|
[Sponsors] |
February 17, 2010, 14:21 |
Transient CHT
|
#1 |
New Member
Join Date: Mar 2009
Posts: 7
Rep Power: 17 |
Hello All,
I am working on a Transient CHT analysis problem. In which the flow enters in to a big cavity at a Mach number of 0.2. due to the large area the velocity looses its magnitude and the maximum velocity inside the cavity worked out to be 2 to 5 m/s. There are 2 fluid domains and 4 solid domains. the simulation (change in BCs every 300 Secs) need to be performed for 1800 Secs (using a time step of 0.5 sec currently). Node count of the TET mesh is 0.22 Million (1 element extruded mesh). the solving time for one outer loop iteration worked out to be 5 Mins. Based on this the total time required to complete 1800 secs seems to end up in weeks. Could anybody help me out in a way so that the transient simulaiton time can be reduced considerably. Thanks in Advance |
|
February 17, 2010, 17:52 |
|
#2 |
Super Moderator
Glenn Horrocks
Join Date: Mar 2009
Location: Sydney, Australia
Posts: 17,872
Rep Power: 144 |
You have to do a sensitivity study on convergence, mesh and time step size. Only after that can you say you have optimised the CFD simulation - and that may well tell you your run time has to be longer than it currently is, not shorter.

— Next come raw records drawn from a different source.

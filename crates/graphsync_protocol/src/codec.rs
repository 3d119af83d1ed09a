//! JSON and CBOR codecs for protocol types.
//!
//! JSON is the canonical wire shape. CBOR carries the same serde data model
//! for transports that prefer a binary framing.

use crate::error::{ProtocolError, ProtocolResult};
use serde::de::DeserializeOwned;
use serde::Serialize;

/// Encodes a value to JSON text.
pub fn to_json<T: Serialize>(value: &T) -> ProtocolResult<String> {
    serde_json::to_string(value).map_err(|e| ProtocolError::encoding_failed(e.to_string()))
}

/// Decodes a value from JSON text.
pub fn from_json<T: DeserializeOwned>(text: &str) -> ProtocolResult<T> {
    serde_json::from_str(text).map_err(|e| ProtocolError::decoding_failed(e.to_string()))
}

/// Encodes a value to CBOR bytes.
pub fn to_cbor<T: Serialize>(value: &T) -> ProtocolResult<Vec<u8>> {
    let mut bytes = Vec::new();
    ciborium::into_writer(value, &mut bytes)
        .map_err(|e| ProtocolError::encoding_failed(e.to_string()))?;
    Ok(bytes)
}

/// Decodes a value from CBOR bytes.
pub fn from_cbor<T: DeserializeOwned>(bytes: &[u8]) -> ProtocolResult<T> {
    ciborium::from_reader(bytes).map_err(|e| ProtocolError::decoding_failed(e.to_string()))
}

/// Types with a JSON wire encoding.
pub trait JsonEncode {
    /// Encodes to JSON text.
    fn encode_json(&self) -> ProtocolResult<String>;
}

/// Types with a JSON wire decoding.
pub trait JsonDecode: Sized {
    /// Decodes from JSON text.
    fn decode_json(text: &str) -> ProtocolResult<Self>;
}

/// Types with a CBOR encoding.
pub trait CborEncode {
    /// Encodes to CBOR bytes.
    fn encode_cbor(&self) -> ProtocolResult<Vec<u8>>;
}

/// Types with a CBOR decoding.
pub trait CborDecode: Sized {
    /// Decodes from CBOR bytes.
    fn decode_cbor(bytes: &[u8]) -> ProtocolResult<Self>;
}

impl<T: Serialize> JsonEncode for T {
    fn encode_json(&self) -> ProtocolResult<String> {
        to_json(self)
    }
}

impl<T: DeserializeOwned> JsonDecode for T {
    fn decode_json(text: &str) -> ProtocolResult<Self> {
        from_json(text)
    }
}

impl<T: Serialize> CborEncode for T {
    fn encode_cbor(&self) -> ProtocolResult<Vec<u8>> {
        to_cbor(self)
    }
}

impl<T: DeserializeOwned> CborDecode for T {
    fn decode_cbor(bytes: &[u8]) -> ProtocolResult<Self> {
        from_cbor(bytes)
    }
}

I guess by your comment "1 element extruded mesh" you are doing a 2D simulation? If you are doing 2D stuff and run time is a problem then CFX is the wrong software for you. CFX does not have a proper 2D solver, it solves 2D problems by solving the 3D equations and the equations in the third dimension just end up being zero. This is highly inefficient. You will get an enormous improvement in run time by going to a CFD code which has a true 2D solver like Fluent or CFD-ACE. A true 2D solver must be the most requested feature for CFX but they have never provided. It is a clear weakness of the CFX code. But on the other hand, if you have a Mach 0.2 jet going into a big cavity I doubt the flow is 2D anyway. Have you checked your 2D assumption is valid? |
|
February 18, 2010, 04:50 |
|
#3 |
New Member
Join Date: Mar 2009
Posts: 7
Rep Power: 17 |
Hi Glenn, Thanks a lot for ur reply. i did a Mesh sensitivity check and the Mesh was good enough. The max Y+ was observed to be 4 (SST model). the time step size was calculated based on the 1D conduction equation. however to decrease solver time i increased the time step after 100 time steps. will this be OK?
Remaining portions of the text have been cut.